::: Input data :::

/// Turn a field or table name into a human readable title
///
/// `author_id` becomes "Author", `hire_date` "Hire date", `displayName` "Display name".
pub fn humanize(name: &str) -> String {
    let base = name.strip_suffix("_id").filter(|b| !b.is_empty()).unwrap_or(name);

    let mut words = String::with_capacity(base.len() + 4);
    let mut prev_lower = false;
    for c in base.chars() {
        if c == '_' {
            words.push(' ');
            prev_lower = false;
        } else if c.is_ascii_uppercase() && prev_lower {
            words.push(' ');
            words.push(c.to_ascii_lowercase());
            prev_lower = false;
        } else {
            words.push(c);
            prev_lower = c.is_ascii_lowercase() || c.is_ascii_digit();
        }
    }

    let collapsed = words.split_whitespace().collect::<Vec<_>>().join(" ");
    let mut chars = collapsed.chars();
    match chars.next() {
        Some(first) => first.to_uppercase().chain(chars).collect(),
        None => name.to_string(),
    }
}

#[cfg(test)]
mod tests {
    use super::*;

    fn books() -> EntityType {
        EntityType::builder("books")
            .column(ColumnDefinition::new("id", ColumnType::Integer).not_null())
            .column(ColumnDefinition::new("title", ColumnType::String))
            .column(ColumnDefinition::new("author_id", ColumnType::Integer))
            .attribute(ComputedAttribute::new(
                "title_length",
                "char_length(\"title\")",
                ColumnType::Integer,
            ))
            .relationship(Relationship::parent_ref("author", "authors", "author_id"))
            .relationship(Relationship::shared_many(
                "tags",
                "tags",
                JoinTable::new("book_tags", "book_id", "tag_id"),
            ))
            .build()
            .unwrap()
    }

    // =========================================================================
    // Builder Tests
    // =========================================================================

    #[test]
    fn test_builder_defaults() {
        let entity = books();
        assert_eq!(entity.name(), "books");
        assert_eq!(entity.label(), "Books");
        assert_eq!(entity.primary_key(), "id");
        assert_eq!(entity.columns().len(), 3);
        assert_eq!(entity.relationships().len(), 2);
    }

    #[test]
    fn test_builder_rejects_missing_primary_key() {
        let result = EntityType::builder("books")
            .column(ColumnDefinition::new("title", ColumnType::String))
            .build();
        assert!(matches!(result, Err(AdminError::Configuration(_))));
    }

    #[test]
    fn test_builder_rejects_invalid_identifiers() {
        let result = EntityType::builder("books; DROP TABLE x")
            .column(ColumnDefinition::new("id", ColumnType::Integer))
            .build();
        assert!(matches!(result, Err(AdminError::InvalidIdentifier(_))));

        let result = EntityType::builder("books")
            .column(ColumnDefinition::new("id", ColumnType::Integer))
            .column(ColumnDefinition::new("ti\"tle", ColumnType::String))
            .build();
        assert!(matches!(result, Err(AdminError::InvalidIdentifier(_))));
    }

    #[test]
    fn test_builder_rejects_duplicate_columns() {
        let result = EntityType::builder("books")
            .column(ColumnDefinition::new("id", ColumnType::Integer))
            .column(ColumnDefinition::new("title", ColumnType::String))
            .column(ColumnDefinition::new("title", ColumnType::Text))
            .build();
        assert!(result.unwrap_err().to_string().contains("twice"));
    }

    #[test]
    fn test_builder_rejects_parent_ref_without_column() {
        let result = EntityType::builder("books")
            .column(ColumnDefinition::new("id", ColumnType::Integer))
            .relationship(Relationship::parent_ref("author", "authors", "author_id"))
            .build();
        assert!(result.unwrap_err().to_string().contains("unknown column 'author_id'"));
    }

    #[test]
    fn test_builder_rejects_virtual_name_clash() {
        let result = EntityType::builder("authors")
            .column(ColumnDefinition::new("id", ColumnType::Integer))
            .column(ColumnDefinition::new("books", ColumnType::Integer))
            .relationship(Relationship::owned_many("books", "books", "author_id"))
            .build();
        assert!(matches!(result, Err(AdminError::Configuration(_))));
    }

    // =========================================================================
    // Lookup Tests
    // =========================================================================

    #[test]
    fn test_relationship_field_names() {
        let entity = books();
        assert_eq!(entity.relationship_for_field("author_id").unwrap().name, "author");
        assert_eq!(entity.relationship_for_field("tags").unwrap().name, "tags");
        assert!(entity.relationship_for_field("author").is_none());
        assert!(entity.parent_ref_for("author_id").is_some());
        assert!(entity.parent_ref_for("title").is_none());
    }

    #[test]
    fn test_column_ref_only_for_real_columns() {
        let entity = books();
        let title = entity.column_ref("title").unwrap();
        assert_eq!(title.to_sql(), "\"title\"");
        assert!(!title.is_computed());

        assert!(entity.column_ref("title_length").is_none());
        assert!(entity.column_ref("title\" OR 1=1 --").is_none());
        assert!(entity.column_ref("tags").is_none());
    }

    #[test]
    fn test_sortable_ref_includes_attributes() {
        let entity = books();
        let attr = entity.sortable_ref("title_length").unwrap();
        assert!(attr.is_computed());
        assert_eq!(attr.to_sql(), "(char_length(\"title\"))");
        assert_eq!(attr.column_type(), &ColumnType::Integer);
        assert!(entity.sortable_ref("unknown").is_none());
    }

    #[test]
    fn test_primary_key_ref() {
        let entity = books();
        let pk = entity.primary_key_ref();
        assert_eq!(pk.name(), "id");
        assert_eq!(pk.to_sql(), "\"id\"");
    }

    // =========================================================================
    // humanize Tests
    // =========================================================================

    #[test]
    fn test_humanize() {
        assert_eq!(humanize("author_id"), "Author");
        assert_eq!(humanize("hire_date"), "Hire date");
        assert_eq!(humanize("displayName"), "Display name");
        assert_eq!(humanize("books"), "Books");
        assert_eq!(humanize("_id"), "Id");
        assert_eq!(humanize("id"), "Id");
    }

    #[test]
    fn test_relationship_label_defaults() {
        let rel = Relationship::owned_many("line_items", "line_items", "order_id");
        assert_eq!(rel.label, "Line items");
        let rel = rel.label("Items");
        assert_eq!(rel.label, "Items");
    }
}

:::

_Instructions to follow_
Give again each line of the listing above, keeping every word the same.

_Written answer_
/// Turn a field or table name into a human readable title
///
/// `author_id` becomes "Author", `hire_date` "Hire date", `displayName` "Display name".
pub fn humanize(name: &str) -> String {
    let base = name.strip_suffix("_id").filter(|b| !b.is_empty()).unwrap_or(name);

    let mut words = String::with_capacity(base.len() + 4);
    let mut prev_lower = false;
    for c in base.chars() {
        if c == '_' {
            words.push(' ');
            prev_lower = false;
        } else if c.is_ascii_uppercase() && prev_lower {
            words.push(' ');
            words.push(c.to_ascii_lowercase());
            prev_lower = false;
        } else {
            words.push(c);
            prev_lower = c.is_ascii_lowercase() || c.is_ascii_digit();
        }
    }

    let collapsed = words.split_whitespace().collect::<Vec<_>>().join(" ");
    let mut chars = collapsed.chars();
    match chars.next() {
        Some(first) => first.to_uppercase().chain(chars).collect(),
        None => name.to_string(),
    }
}

#[cfg(test)]
mod tests {
    use super::*;

    fn books() -> EntityType {
        EntityType::builder("books")
            .column(ColumnDefinition::new("id", ColumnType::Integer).not_null())
            .column(ColumnDefinition::new("title", ColumnType::String))
            .column(ColumnDefinition::new("author_id", ColumnType::Integer))
            .attribute(ComputedAttribute::new(
                "title_length",
                "char_length(\"title\")",
                ColumnType::Integer,
            ))
            .relationship(Relationship::parent_ref("author", "authors", "author_id"))
            .relationship(Relationship::shared_many(
                "tags",
                "tags",
                JoinTable::new("book_tags", "book_id", "tag_id"),
            ))
            .build()
            .unwrap()
    }

    // =========================================================================
    // Builder Tests
    // =========================================================================

    #[test]
    fn test_builder_defaults() {
        let entity = books();
        assert_eq!(entity.name(), "books");
        assert_eq!(entity.label(), "Books");
        assert_eq!(entity.primary_key(), "id");
        assert_eq!(entity.columns().len(), 3);
        assert_eq!(entity.relationships().len(), 2);
    }

    #[test]
    fn test_builder_rejects_missing_primary_key() {
        let result = EntityType::builder("books")
            .column(ColumnDefinition::new("title", ColumnType::String))
            .build();
        assert!(matches!(result, Err(AdminError::Configuration(_))));
    }

    #[test]
    fn test_builder_rejects_invalid_identifiers() {
        let result = EntityType::builder("books; DROP TABLE x")
            .column(ColumnDefinition::new("id", ColumnType::Integer))
            .build();
        assert!(matches!(result, Err(AdminError::InvalidIdentifier(_))));

        let result = EntityType::builder("books")
            .column(ColumnDefinition::new("id", ColumnType::Integer))
            .column(ColumnDefinition::new("ti\"tle", ColumnType::String))
            .build();
        assert!(matches!(result, Err(AdminError::InvalidIdentifier(_))));
    }

    #[test]
    fn test_builder_rejects_duplicate_columns() {
        let result = EntityType::builder("books")
            .column(ColumnDefinition::new("id", ColumnType::Integer))
            .column(ColumnDefinition::new("title", ColumnType::String))
            .column(ColumnDefinition::new("title", ColumnType::Text))
            .build();
        assert!(result.unwrap_err().to_string().contains("twice"));
    }

    #[test]
    fn test_builder_rejects_parent_ref_without_column() {
        let result = EntityType::builder("books")
            .column(ColumnDefinition::new("id", ColumnType::Integer))
            .relationship(Relationship::parent_ref("author", "authors", "author_id"))
            .build();
        assert!(result.unwrap_err().to_string().contains("unknown column 'author_id'"));
    }

    #[test]
    fn test_builder_rejects_virtual_name_clash() {
        let result = EntityType::builder("authors")
            .column(ColumnDefinition::new("id", ColumnType::Integer))
            .column(ColumnDefinition::new("books", ColumnType::Integer))
            .relationship(Relationship::owned_many("books", "books", "author_id"))
            .build();
        assert!(matches!(result, Err(AdminError::Configuration(_))));
    }

    // =========================================================================
    // Lookup Tests
    // =========================================================================

    #[test]
    fn test_relationship_field_names() {
        let entity = books();
        assert_eq!(entity.relationship_for_field("author_id").unwrap().name, "author");
        assert_eq!(entity.relationship_for_field("tags").unwrap().name, "tags");
        assert!(entity.relationship_for_field("author").is_none());
        assert!(entity.parent_ref_for("author_id").is_some());
        assert!(entity.parent_ref_for("title").is_none());
    }

    #[test]
    fn test_column_ref_only_for_real_columns() {
        let entity = books();
        let title = entity.column_ref("title").unwrap();
        assert_eq!(title.to_sql(), "\"title\"");
        assert!(!title.is_computed());

        assert!(entity.column_ref("title_length").is_none());
        assert!(entity.column_ref("title\" OR 1=1 --").is_none());
        assert!(entity.column_ref("tags").is_none());
    }

    #[test]
    fn test_sortable_ref_includes_attributes() {
        let entity = books();
        let attr = entity.sortable_ref("title_length").unwrap();
        assert!(attr.is_computed());
        assert_eq!(attr.to_sql(), "(char_length(\"title\"))");
        assert_eq!(attr.column_type(), &ColumnType::Integer);
        assert!(entity.sortable_ref("unknown").is_none());
    }

    #[test]
    fn test_primary_key_ref() {
        let entity = books();
        let pk = entity.primary_key_ref();
        assert_eq!(pk.name(), "id");
        assert_eq!(pk.to_sql(), "\"id\"");
    }

    // =========================================================================
    // humanize Tests
    // =========================================================================

    #[test]
    fn test_humanize() {
        assert_eq!(humanize("author_id"), "Author");
        assert_eq!(humanize("hire_date"), "Hire date");
        assert_eq!(humanize("displayName"), "Display name");
        assert_eq!(humanize("books"), "Books");
        assert_eq!(humanize("_id"), "Id");
        assert_eq!(humanize("id"), "Id");
    }

    #[test]
    fn test_relationship_label_defaults() {
        let rel = Relationship::owned_many("line_items", "line_items", "order_id");
        assert_eq!(rel.label, "Line items");
        let rel = rel.label("Items");
        assert_eq!(rel.label, "Items");
    }
}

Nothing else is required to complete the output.